If these results continue, I will recommend discontinuing therapy and discussing the matter of ASV titration with your doctor. Based on the diagnostic test, you are better-off without PAP therapy until the right therapy can be prescribed. You actually don't need a titration to start ASV as the default settings for treating central apnea are fully automatic and all you need is the machine. Try to move your appointment time forward as you have failed CPAP and bilevel unless something remarkable happens.
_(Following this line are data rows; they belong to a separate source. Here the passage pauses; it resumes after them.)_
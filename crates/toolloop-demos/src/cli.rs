use std::path::PathBuf;
use std::time::Duration;

use clap::{Parser, Subcommand};
use toolloop::tool::{LoopConfig, ResponseMode};
use toolloop::{GenerationConfig, ReasoningEffort};
use toolloop_openai::DEFAULT_BASE_URL;

use crate::demos::{Convention, RunOptions};

#[derive(Debug, Parser)]
#[command(
    name = "toolloop-demos",
    version,
    about = "Run a tool-calling session against the OpenAI Responses API"
)]
pub(crate) struct Cli {
    /// API key
    #[arg(long, env = "OPENAI_API_KEY", hide_env_values = true, global = true)]
    pub api_key: Option<String>,

    /// Model (default depends on the demo)
    #[arg(long, env = "OPENAI_MODEL", global = true)]
    pub model: Option<String>,

    /// Reasoning effort: minimal, low, medium, or high (default depends on the demo)
    #[arg(long, env = "OPENAI_REASONING_EFFORT", global = true)]
    pub reasoning_effort: Option<ReasoningEffort>,

    /// API base URL
    #[arg(long, env = "OPENAI_BASE_URL", default_value = DEFAULT_BASE_URL, global = true)]
    pub base_url: String,

    /// How tools are declared to the model
    #[arg(long, value_enum, default_value_t = Convention::Grammar, global = true)]
    pub convention: Convention,

    /// Stream responses and log every event
    #[arg(long, global = true)]
    pub stream: bool,

    /// Round limit; 0 disables it
    #[arg(long, default_value_t = 10, global = true)]
    pub max_rounds: u32,

    /// Run the tools of one round one after another
    #[arg(long, global = true)]
    pub sequential: bool,

    /// Per-request timeout in seconds
    #[arg(long, global = true)]
    pub timeout_secs: Option<u64>,

    /// Snapshot path (default: output/<demo>.json)
    #[arg(long, global = true)]
    pub output: Option<PathBuf>,

    #[command(subcommand)]
    pub command: Command,
}

#[derive(Debug, Subcommand)]
pub(crate) enum Command {
    /// Triage unread email and propose meeting slots
    EmailTriage {
        /// User request (default: triage this week's inbox)
        #[arg(long)]
        prompt: Option<String>,
    },
    /// Compare delivered prices across stores
    PriceCompare {
        /// User request (default: N3-KEYBRD to ZIP 94507)
        #[arg(long)]
        prompt: Option<String>,
    },
    /// Look up one price
    SimplePrice {
        /// User request (default: SKU-001)
        #[arg(long)]
        prompt: Option<String>,
    },
    /// Extract todos from a transcript
    Todos {
        /// Transcript to read (default: a short sample)
        #[arg(long)]
        transcript: Option<String>,
        /// Todo list file, reset at the start of every run
        #[arg(long, default_value = "output/todo-list.json")]
        store: PathBuf,
    },
}

impl Command {
    pub(crate) fn name(&self) -> &'static str {
        match self {
            Self::EmailTriage { .. } => "email-triage",
            Self::PriceCompare { .. } => "price-compare",
            Self::SimplePrice { .. } => "simple-price",
            Self::Todos { .. } => "todos",
        }
    }
}

impl Cli {
    /// Where the session snapshot goes.
    pub(crate) fn output_path(&self) -> PathBuf {
        self.output
            .clone()
            .unwrap_or_else(|| PathBuf::from("output").join(format!("{}.json", self.command.name())))
    }

    pub(crate) fn timeout(&self) -> Option<Duration> {
        self.timeout_secs.map(Duration::from_secs)
    }

    /// Loop and generation settings, falling back to the demo's effort.
    pub(crate) fn run_options(&self, default_effort: ReasoningEffort) -> RunOptions {
        RunOptions {
            config: LoopConfig {
                max_rounds: (self.max_rounds > 0).then_some(self.max_rounds),
                parallel_dispatch: !self.sequential,
                response_mode: if self.stream {
                    ResponseMode::Streaming
                } else {
                    ResponseMode::Buffered
                },
            },
            generation: GenerationConfig {
                reasoning_effort: Some(self.reasoning_effort.unwrap_or(default_effort)),
                timeout: self.timeout(),
                ..Default::default()
            },
        }
    }
}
The answer to your question regarding the Aircurve 10 is there are four models of Aircurve bilevel machines. The VPAP-S, Vauto, ST / /ST-A and ASV. Each has its own purpose and intended therapy application. Only the ASV is intended for central and complex apnea which is your apparent issue. ASV works by using a backup pressure support to provide additional pressure to your airway to cause a breath when you don't spontaneously breath at the rate or volume that is targeted. Your Vauto requires spontaneous respiration or it will not switch to IPAP (inhale pressures) and it does not have adaptive pressure support capability. You will require ASV or supplemental oxygen and no PAP therapy.
Sorry I didn't see this thread until now. Please feel free to ask any questions, and you might want to read the Resmed Clinical Titration Guide to understand better how titrations are performed and how the CPAP, Aircurve VPAP and Aircurve ASV work differently.